Experts say the future of Switzerland’s tax system is now unclear. The vote result could create headaches for firms that had been banking on their implementation, and deter companies who had been considering a move to the country.

“They do not know what [tax] measures will be available… That is not a very solid basis for making investment decisions,” Peter Uebelhart, head of tax at KPMG in Switzerland, said in a video statement.

Switzerland has come under intense pressure from G20 and OECD nations in recent years to clean up its tax system. The country runs the risk of being “blacklisted” by other nations if it doesn’t change its tax system by 2019.

Many voters rejected the tax reform package over fears it might reduce the amount of revenue collected by the government, according to Stefan Kuhn, head of corporate tax at KPMG in Switzerland. That might have lead to tax hikes on the middle class.

The current tax system gives preferential treatment to some companies with large foreign operations. International tax authorities say the rules amount to unfair corporate subsidies.

Martin Naville, head of the Swiss-American Chamber of Commerce, said it’s possible that voters didn’t understand the complexities of the reforms. The measures were rejected by 59% of voters.
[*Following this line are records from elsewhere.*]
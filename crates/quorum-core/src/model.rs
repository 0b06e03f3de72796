//! Contracts for the external collaborators.
//!
//! The image encoder, the text encoder and the answer classifier are opaque
//! to this crate. Encoders map one raw input to one fixed-size vector; the
//! model maps a batch to one row of answer logits per sample and owns its
//! criterion and optimizer.

use std::path::Path;

use crate::batch::Batch;
use crate::dataset::SampleStore;
use crate::error::EncoderError;
use crate::math::concat;

/// One row of logits per sample, one column per answer id.
pub type Logits = Vec<Vec<f32>>;

/// Whether a pass may update parameters.
#[derive(Debug, Clone, Copy, PartialEq, Eq)]
pub enum Mode {
    /// Forward, loss and one optimizer step per batch
    Train,
    /// Forward and loss only
    Eval,
}

impl std::fmt::Display for Mode {
    fn fmt(&self, f: &mut std::fmt::Formatter<'_>) -> std::fmt::Result {
        match self {
            Mode::Train => write!(f, "train"),
            Mode::Eval => write!(f, "eval"),
        }
    }
}

/// Maps an image file to a feature vector.
pub trait ImageEncoder {
    /// Output vector length.
    fn dim(&self) -> usize;

    /// Encode the image at `path`.
    fn encode(&self, path: &Path) -> Result<Vec<f32>, EncoderError>;
}

/// Maps a question string to a feature vector.
pub trait TextEncoder {
    /// Output vector length.
    fn dim(&self) -> usize;

    /// Encode one question.
    fn encode(&self, question: &str) -> Result<Vec<f32>, EncoderError>;
}

/// Answer classifier driven by the epoch runner.
///
/// `Loss` is whatever the model needs to run its backward pass; the runner
/// only reads its scalar value and hands it back to [`VqaModel::optimize`].
pub trait VqaModel {
    type Loss;
    type Error: std::error::Error + Send + Sync + 'static;

    /// Switch between training and evaluation behavior.
    fn set_mode(&mut self, mode: Mode);

    /// Logits for every sample in the batch.
    fn forward(&mut self, batch: &Batch) -> Result<Logits, Self::Error>;

    /// Criterion against the consensus ids.
    fn loss(&mut self, logits: &Logits, targets: &[u32]) -> Result<Self::Loss, Self::Error>;

    /// Scalar value of a loss.
    fn loss_value(&self, loss: &Self::Loss) -> f64;

    /// Zero gradients, backpropagate `loss` and take one optimizer step.
    fn optimize(&mut self, loss: Self::Loss) -> Result<(), Self::Error>;
}

/// Joint image + question features for a batch.
///
/// Each row is the image vector followed by the question vector.
pub struct FeatureFusion<I, T> {
    image: I,
    text: T,
}

impl<I: ImageEncoder, T: TextEncoder> FeatureFusion<I, T> {
    /// Pair an image encoder with a text encoder.
    pub fn new(image: I, text: T) -> Self {
        Self { image, text }
    }

    /// Length of one fused row.
    pub fn dim(&self) -> usize {
        self.image.dim() + self.text.dim()
    }

    /// Encode every sample of `batch`, resolving images through `store`.
    pub fn features(&self, store: &SampleStore, batch: &Batch) -> Result<Logits, EncoderError> {
        batch
            .samples
            .iter()
            .map(|sample| -> Result<Vec<f32>, EncoderError> {
                let image = self.image.encode(&store.image_path(sample.index)?)?;
                let question = self.text.encode(&sample.question)?;
                Ok(concat(&[image.as_slice(), question.as_slice()]))
            })
            .collect()
    }
}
“I think it’s a very bad day for Switzerland,” Naville said. “Clearly, the uncertainty and the credibility in the Swiss [system] has taken a massive hit.”

Related: How Europe’s elections could be hacked

Swiss authorities say they will move quickly to create a modified tax reform proposal. Naville said he hopes new rules are devised within the next few months.

“All stakeholders now have to take responsibility to develop an acceptable competitive tax system, and to regain credibility regarding the famed political stability which gave Switzerland such an advantageous position,” he said in a statement.

Naville hinted that potential tax reforms in the U.S. and U.K. could tempt Swiss-based companies to relocate, putting more pressure on Switzerland’s tax base.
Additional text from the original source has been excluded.